L'iniziativa fu benedetta personalmente da Trump, che anche in virtù di questo lo scorso ottobre ha dato il placet all'elezione di Johnson a Speaker. Ed ora a meno di due mesi dal voto, il leader repubblicano sta cercando di far passare una legge per impedire quelle che definisce la manovre dei dem per far votare in massa immigrati illegali. Accuse che fanno capire come la leadership del partito repubblicano, ormai largamente allineato su posizioni Maga, in caso di nuova sconfitta del tycoon, potrà appoggiare con forza le eventuali nuove denunce di brogli da parte di Trump.
Le conferme nei sondaggi
Una posizione diffusa anche tra la base elettorale, dal momento che un sondaggio di World Justice Project, rilanciato da The Hill, mostra che il 46% degli elettori repubblicani non è pronto ad accettare i risultati elettorali come legittimi in caso di vittoria dem. E il 14% di questi si dice pronto ad intraprendere azioni per rovesciare i risultati. Va comunque sottolineato che anche un 27% di elettori democratici si dice non disposto a riconoscere una vittoria repubblicana, con un 11% pronto a passare dalle parole ai fatti.
Interpellate da Politico, fonti dell'entourage dello Speaker liquidano i timori dei democratici come parte di una strategia tesa a raccogliere più fondi per la campagna per la riconquista della Camera. E di una "narrativa allarmista" riguardo ad una vittoria Gop che ha contribuito a portare ai due tentati assassinii di Trump.
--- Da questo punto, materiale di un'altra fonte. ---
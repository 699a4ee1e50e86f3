//! Countdown math for the fixed tracking period.
//!
//! The window is a pure function of wall-clock time and two constants (start
//! instant, total day count). It holds no timers; callers that want a live
//! countdown re-invoke [`TrackingWindow::compute`] on their own schedule,
//! e.g. once a minute.

use chrono::{DateTime, Utc};
use serde::{Deserialize, Serialize};
use thiserror::Error;

/// Default length of a tracking period, in days.
pub const DEFAULT_WINDOW_DAYS: u32 = 30;

const SECONDS_PER_DAY: i64 = 86_400;

#[derive(Debug, Error, Clone, PartialEq, Eq)]
#[non_exhaustive]
pub enum WindowError {
    #[error("tracking window must span at least 1 day")]
    EmptyWindow,
}

/// A fixed tracking period: an anchor instant plus a total day count.
#[derive(Debug, Clone, Copy, PartialEq, Eq)]
pub struct TrackingWindow {
    start: DateTime<Utc>,
    total_days: u32,
}

/// Point-in-time view of the window, ready for a countdown display.
///
/// `percent_elapsed` is the progress-bar fill: 0 before the period starts,
/// 100 once it has ended.
#[derive(Debug, Clone, Copy, PartialEq, Eq, Serialize, Deserialize)]
pub struct WindowSnapshot {
    pub day_number: u32,
    pub days_left: u32,
    pub percent_elapsed: u8,
}

impl TrackingWindow {
    /// Creates a window starting at `start` and spanning `total_days` days.
    ///
    /// # Errors
    ///
    /// Returns `WindowError::EmptyWindow` if `total_days` is 0.
    pub fn new(start: DateTime<Utc>, total_days: u32) -> Result<Self, WindowError> {
        if total_days == 0 {
            return Err(WindowError::EmptyWindow);
        }
        Ok(Self { start, total_days })
    }

    /// Creates the standard 30-day window anchored at `start`.
    #[must_use]
    pub fn thirty_days(start: DateTime<Utc>) -> Self {
        Self {
            start,
            total_days: DEFAULT_WINDOW_DAYS,
        }
    }

    #[must_use]
    pub fn start(&self) -> DateTime<Utc> {
        self.start
    }

    #[must_use]
    pub fn total_days(&self) -> u32 {
        self.total_days
    }

    /// Computes the countdown state at `now`.
    ///
    /// Before the anchor the snapshot reports day 0, all days remaining, and
    /// 0% elapsed. Past the end it clamps to the final day with 0 days left
    /// and 100% elapsed. In between, `day_number` is 1-based and the percent
    /// is derived by rounding the remaining share and inverting it, matching
    /// the displayed bar fill.
    #[must_use]
    #[allow(clippy::cast_possible_truncation, clippy::cast_sign_loss)]
    pub fn compute(&self, now: DateTime<Utc>) -> WindowSnapshot {
        // Euclidean division so a partial day before the anchor still counts
        // as "not started" rather than truncating toward zero.
        let elapsed_days = (now - self.start).num_seconds().div_euclid(SECONDS_PER_DAY);

        if elapsed_days < 0 {
            return WindowSnapshot {
                day_number: 0,
                days_left: self.total_days,
                percent_elapsed: 0,
            };
        }
        if elapsed_days >= i64::from(self.total_days) {
            return WindowSnapshot {
                day_number: self.total_days,
                days_left: 0,
                percent_elapsed: 100,
            };
        }

        let elapsed_days = elapsed_days as u32;
        let days_left = self.total_days - elapsed_days;
        let percent_remaining =
            (f64::from(days_left) / f64::from(self.total_days) * 100.0).round() as u8;

        WindowSnapshot {
            day_number: elapsed_days + 1,
            days_left,
            percent_elapsed: 100 - percent_remaining,
        }
    }
}

//
// ─── TESTS ─────────────────────────────────────────────────────────────────────
//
Un altro repubblicano vicino a Johnson poi afferma di dubitare che lo Speaker potrebbe cedere così facilmente ai desideri di Trump.
Non bisogna dimenticare poi che, in caso di vittoria dem alla Casa Bianca, Harris, che fino al 20 gennaio continuerà ad essere vice presidente, si troverà, in qualità di presidente del Senato, a presiedere la seduta per la certificazione di voti elettorali. Come il 6 gennaio 2021 fece, una volta sgombrato il Congresso dei rivoltosi, Mike Pence, reo agli occhi di Trump e dei suoi sostenitori di non aver accolto la richiesta del presidente uscente di bloccare la certificazione.
La nuova legge sulla conta dei voti, cosa può accadere
Inoltre, nel 2022 è stata passata una nuova legge che rende più difficile bloccare la conta dei voti elettorali: se prima bastava l'opposizione di un singolo membro per accogliere un'obiezione ora è richiesto il 20% di ciascuna delle due Camere. Ma tra i timori dei democratici c'e' anche quello che Johnson possa ottenere abbastanza repubblicani per bloccare alcuni voti elettorali cruciali, o cercare di riscrivere le regole che governano la sessione per la certificazione dei voti elettorali del 6 gennaio, con l'obiettivo di rendere più facili le contestazioni.
O addirittura cercare di ritardare la seduta che per legge deve essere convocata per il 6 gennaio. Il tutto avendo bene in testa che nessun candidato riceve almeno 270 voti elettorali certificati, la Costituzione prevede quella che viene chiamata la "contingent election", una sorta di elezione di emergenza, con la Camera che elegge il presidente e il Senato il vice presidente. Un procedimento che favorirebbe i repubblicani dal momento che ogni stato deve esprimere un solo voto - quindi anche i tanti piccoli stati a guida Gop avrebbero lo stesso peso di quelli più popolosi, come California e New York, di orientamento dem - e quindi è necessaria una maggioranza di almeno 26 stati.